# EXERCISE MATERIAL:

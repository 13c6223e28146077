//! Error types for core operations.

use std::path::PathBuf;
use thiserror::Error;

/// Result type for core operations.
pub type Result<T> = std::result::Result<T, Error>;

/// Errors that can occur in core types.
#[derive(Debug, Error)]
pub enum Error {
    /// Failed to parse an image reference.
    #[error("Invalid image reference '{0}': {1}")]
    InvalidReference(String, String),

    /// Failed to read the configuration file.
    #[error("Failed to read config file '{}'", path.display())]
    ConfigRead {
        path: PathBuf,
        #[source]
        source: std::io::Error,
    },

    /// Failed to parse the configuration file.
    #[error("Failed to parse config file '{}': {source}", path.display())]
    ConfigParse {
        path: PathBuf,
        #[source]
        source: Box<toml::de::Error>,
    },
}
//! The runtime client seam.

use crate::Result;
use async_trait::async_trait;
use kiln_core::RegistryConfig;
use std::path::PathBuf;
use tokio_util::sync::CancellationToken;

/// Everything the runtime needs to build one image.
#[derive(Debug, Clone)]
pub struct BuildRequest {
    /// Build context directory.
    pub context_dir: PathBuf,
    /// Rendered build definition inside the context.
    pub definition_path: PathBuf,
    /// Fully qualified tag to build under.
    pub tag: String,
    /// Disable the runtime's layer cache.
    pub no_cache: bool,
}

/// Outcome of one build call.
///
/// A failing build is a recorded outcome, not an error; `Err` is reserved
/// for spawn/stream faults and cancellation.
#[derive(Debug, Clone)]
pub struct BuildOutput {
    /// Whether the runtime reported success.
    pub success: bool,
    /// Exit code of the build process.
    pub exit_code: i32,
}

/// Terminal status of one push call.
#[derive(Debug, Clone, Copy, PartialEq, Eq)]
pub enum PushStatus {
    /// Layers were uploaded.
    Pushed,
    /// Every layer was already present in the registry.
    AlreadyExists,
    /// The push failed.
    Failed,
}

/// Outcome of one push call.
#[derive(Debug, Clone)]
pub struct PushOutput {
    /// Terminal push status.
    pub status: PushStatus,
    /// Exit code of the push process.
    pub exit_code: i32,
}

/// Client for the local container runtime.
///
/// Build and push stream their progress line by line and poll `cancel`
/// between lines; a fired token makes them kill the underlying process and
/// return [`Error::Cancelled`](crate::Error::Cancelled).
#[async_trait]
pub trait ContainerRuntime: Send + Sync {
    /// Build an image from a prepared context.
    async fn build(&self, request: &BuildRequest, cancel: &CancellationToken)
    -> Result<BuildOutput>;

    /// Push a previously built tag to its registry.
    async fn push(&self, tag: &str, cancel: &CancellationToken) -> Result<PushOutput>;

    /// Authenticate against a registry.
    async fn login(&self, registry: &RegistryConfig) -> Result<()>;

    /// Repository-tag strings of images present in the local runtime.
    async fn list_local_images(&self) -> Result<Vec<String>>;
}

==

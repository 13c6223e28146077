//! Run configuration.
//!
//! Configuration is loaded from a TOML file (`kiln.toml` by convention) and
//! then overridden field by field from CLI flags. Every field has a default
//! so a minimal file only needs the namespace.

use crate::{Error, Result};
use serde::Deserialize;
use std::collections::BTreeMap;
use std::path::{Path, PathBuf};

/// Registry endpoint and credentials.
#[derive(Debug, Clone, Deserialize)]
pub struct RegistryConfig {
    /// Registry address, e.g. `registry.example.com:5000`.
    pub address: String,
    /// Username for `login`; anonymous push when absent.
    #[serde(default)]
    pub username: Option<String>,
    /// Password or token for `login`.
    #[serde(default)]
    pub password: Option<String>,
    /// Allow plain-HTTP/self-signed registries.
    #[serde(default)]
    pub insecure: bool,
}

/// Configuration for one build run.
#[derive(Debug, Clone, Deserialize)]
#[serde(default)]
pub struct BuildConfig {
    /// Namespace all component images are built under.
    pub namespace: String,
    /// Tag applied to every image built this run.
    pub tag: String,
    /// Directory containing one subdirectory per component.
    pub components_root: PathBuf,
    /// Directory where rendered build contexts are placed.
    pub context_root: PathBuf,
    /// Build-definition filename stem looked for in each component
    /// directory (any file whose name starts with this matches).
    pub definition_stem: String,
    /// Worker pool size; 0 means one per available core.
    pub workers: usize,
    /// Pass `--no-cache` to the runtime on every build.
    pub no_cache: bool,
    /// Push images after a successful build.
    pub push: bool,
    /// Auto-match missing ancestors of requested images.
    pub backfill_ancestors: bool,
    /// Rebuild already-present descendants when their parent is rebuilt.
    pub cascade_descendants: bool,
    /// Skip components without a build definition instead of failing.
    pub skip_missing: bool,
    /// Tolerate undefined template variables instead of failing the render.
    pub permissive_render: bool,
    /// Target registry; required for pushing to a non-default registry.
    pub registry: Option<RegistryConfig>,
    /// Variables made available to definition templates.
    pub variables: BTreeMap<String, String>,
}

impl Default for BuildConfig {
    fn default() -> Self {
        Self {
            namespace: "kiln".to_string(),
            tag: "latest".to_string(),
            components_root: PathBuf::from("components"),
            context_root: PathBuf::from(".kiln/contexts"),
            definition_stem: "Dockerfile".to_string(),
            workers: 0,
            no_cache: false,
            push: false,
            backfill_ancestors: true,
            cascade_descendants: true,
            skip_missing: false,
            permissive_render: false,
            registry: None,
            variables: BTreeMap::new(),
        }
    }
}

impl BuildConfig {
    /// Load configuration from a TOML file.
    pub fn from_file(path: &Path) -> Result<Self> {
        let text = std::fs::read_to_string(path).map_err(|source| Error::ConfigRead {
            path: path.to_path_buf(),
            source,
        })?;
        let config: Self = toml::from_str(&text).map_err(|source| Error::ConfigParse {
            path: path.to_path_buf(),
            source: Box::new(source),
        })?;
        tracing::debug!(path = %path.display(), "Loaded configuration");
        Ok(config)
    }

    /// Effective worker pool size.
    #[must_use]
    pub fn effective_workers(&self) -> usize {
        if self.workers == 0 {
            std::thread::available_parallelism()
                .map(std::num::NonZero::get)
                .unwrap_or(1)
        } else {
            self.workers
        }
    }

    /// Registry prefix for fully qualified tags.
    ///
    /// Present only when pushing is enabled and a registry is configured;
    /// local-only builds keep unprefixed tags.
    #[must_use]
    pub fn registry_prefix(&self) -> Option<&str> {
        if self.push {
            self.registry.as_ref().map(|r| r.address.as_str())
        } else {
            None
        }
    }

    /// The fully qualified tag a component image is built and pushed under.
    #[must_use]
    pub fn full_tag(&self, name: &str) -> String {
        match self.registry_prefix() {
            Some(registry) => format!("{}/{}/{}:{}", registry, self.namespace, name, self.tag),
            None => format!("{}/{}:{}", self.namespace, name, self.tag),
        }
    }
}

* * *

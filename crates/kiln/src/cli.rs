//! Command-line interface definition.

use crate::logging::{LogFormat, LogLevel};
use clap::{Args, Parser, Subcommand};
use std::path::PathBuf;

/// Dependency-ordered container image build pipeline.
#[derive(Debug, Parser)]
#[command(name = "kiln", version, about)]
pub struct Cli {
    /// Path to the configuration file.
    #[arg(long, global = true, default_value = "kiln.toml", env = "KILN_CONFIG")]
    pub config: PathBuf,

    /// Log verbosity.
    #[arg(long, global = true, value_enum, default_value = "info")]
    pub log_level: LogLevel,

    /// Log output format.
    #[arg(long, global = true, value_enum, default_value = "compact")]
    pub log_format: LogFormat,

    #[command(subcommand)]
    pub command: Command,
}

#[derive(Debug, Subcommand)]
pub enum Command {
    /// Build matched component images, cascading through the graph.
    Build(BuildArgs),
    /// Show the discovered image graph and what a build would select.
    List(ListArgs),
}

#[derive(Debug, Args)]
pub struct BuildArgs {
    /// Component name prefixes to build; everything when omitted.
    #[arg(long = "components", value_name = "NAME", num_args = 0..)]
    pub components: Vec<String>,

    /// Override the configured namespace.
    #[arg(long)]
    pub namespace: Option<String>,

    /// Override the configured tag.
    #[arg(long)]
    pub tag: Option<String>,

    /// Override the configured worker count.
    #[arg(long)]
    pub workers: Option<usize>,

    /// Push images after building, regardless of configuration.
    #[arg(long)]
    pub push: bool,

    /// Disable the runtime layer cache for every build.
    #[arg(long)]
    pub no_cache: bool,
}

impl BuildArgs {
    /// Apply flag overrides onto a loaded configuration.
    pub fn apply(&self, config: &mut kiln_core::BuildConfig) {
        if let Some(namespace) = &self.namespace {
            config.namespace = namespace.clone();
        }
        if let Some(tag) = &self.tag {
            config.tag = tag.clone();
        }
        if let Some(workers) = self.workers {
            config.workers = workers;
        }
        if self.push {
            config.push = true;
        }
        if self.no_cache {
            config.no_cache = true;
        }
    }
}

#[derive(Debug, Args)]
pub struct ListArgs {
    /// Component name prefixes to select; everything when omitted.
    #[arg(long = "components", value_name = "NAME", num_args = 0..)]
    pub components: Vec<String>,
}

# WORK TASK:
What is needed is an exact copy of the lines above, from the one containing "has a default" through the one containing "pub struct BuildConfig", with nothing added.

# WRITTEN ANSWER:
//! then overridden field by field from CLI flags. Every field has a default
//! so a minimal file only needs the namespace.

use crate::{Error, Result};
use serde::Deserialize;
use std::collections::BTreeMap;
use std::path::{Path, PathBuf};

/// Registry endpoint and credentials.
#[derive(Debug, Clone, Deserialize)]
pub struct RegistryConfig {
    /// Registry address, e.g. `registry.example.com:5000`.
    pub address: String,
    /// Username for `login`; anonymous push when absent.
    #[serde(default)]
    pub username: Option<String>,
    /// Password or token for `login`.
    #[serde(default)]
    pub password: Option<String>,
    /// Allow plain-HTTP/self-signed registries.
    #[serde(default)]
    pub insecure: bool,
}

/// Configuration for one build run.
#[derive(Debug, Clone, Deserialize)]
#[serde(default)]
pub struct BuildConfig {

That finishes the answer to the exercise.